**Assigned task**
Below are records; copy every line in them that holds the word "struct".

**Source data**
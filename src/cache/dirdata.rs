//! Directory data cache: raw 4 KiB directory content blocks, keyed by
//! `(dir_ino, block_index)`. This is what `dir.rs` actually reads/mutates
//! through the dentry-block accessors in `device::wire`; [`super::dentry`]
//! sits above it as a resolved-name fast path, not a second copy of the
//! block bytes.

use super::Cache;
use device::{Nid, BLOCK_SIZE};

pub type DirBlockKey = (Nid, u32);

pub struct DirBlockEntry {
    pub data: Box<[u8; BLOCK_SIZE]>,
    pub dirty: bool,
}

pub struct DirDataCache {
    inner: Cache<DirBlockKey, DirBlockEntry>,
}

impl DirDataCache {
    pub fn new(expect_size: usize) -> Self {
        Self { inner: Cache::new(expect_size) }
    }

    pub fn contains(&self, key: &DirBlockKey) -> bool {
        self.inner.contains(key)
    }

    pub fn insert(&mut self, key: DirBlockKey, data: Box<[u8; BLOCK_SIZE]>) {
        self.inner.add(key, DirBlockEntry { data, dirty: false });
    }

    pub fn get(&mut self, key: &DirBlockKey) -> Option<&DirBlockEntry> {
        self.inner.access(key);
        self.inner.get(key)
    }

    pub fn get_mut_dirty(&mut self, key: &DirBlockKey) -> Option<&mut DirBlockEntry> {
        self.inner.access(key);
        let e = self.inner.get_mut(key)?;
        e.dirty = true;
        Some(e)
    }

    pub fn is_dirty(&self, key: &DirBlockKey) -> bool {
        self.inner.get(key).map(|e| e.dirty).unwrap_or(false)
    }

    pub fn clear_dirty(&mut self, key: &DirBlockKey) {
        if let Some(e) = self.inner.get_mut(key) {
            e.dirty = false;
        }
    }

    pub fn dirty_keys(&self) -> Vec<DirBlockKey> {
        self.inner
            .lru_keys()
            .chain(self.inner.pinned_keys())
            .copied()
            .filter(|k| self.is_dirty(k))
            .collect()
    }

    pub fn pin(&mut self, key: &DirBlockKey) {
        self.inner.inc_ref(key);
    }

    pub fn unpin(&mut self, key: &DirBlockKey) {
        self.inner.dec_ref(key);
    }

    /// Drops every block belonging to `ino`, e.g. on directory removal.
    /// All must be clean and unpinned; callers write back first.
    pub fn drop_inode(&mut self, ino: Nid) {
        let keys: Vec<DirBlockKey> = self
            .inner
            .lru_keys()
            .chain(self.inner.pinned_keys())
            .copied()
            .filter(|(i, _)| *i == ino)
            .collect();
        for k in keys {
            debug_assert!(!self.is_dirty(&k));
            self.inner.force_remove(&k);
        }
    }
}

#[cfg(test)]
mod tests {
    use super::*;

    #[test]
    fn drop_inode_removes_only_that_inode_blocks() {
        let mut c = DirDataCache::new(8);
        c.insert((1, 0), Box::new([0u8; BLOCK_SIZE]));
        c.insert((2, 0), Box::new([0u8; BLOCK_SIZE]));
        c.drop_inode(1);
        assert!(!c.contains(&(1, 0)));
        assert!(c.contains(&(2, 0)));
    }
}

**Exercise response**
pub struct DirBlockEntry {
pub struct DirDataCache {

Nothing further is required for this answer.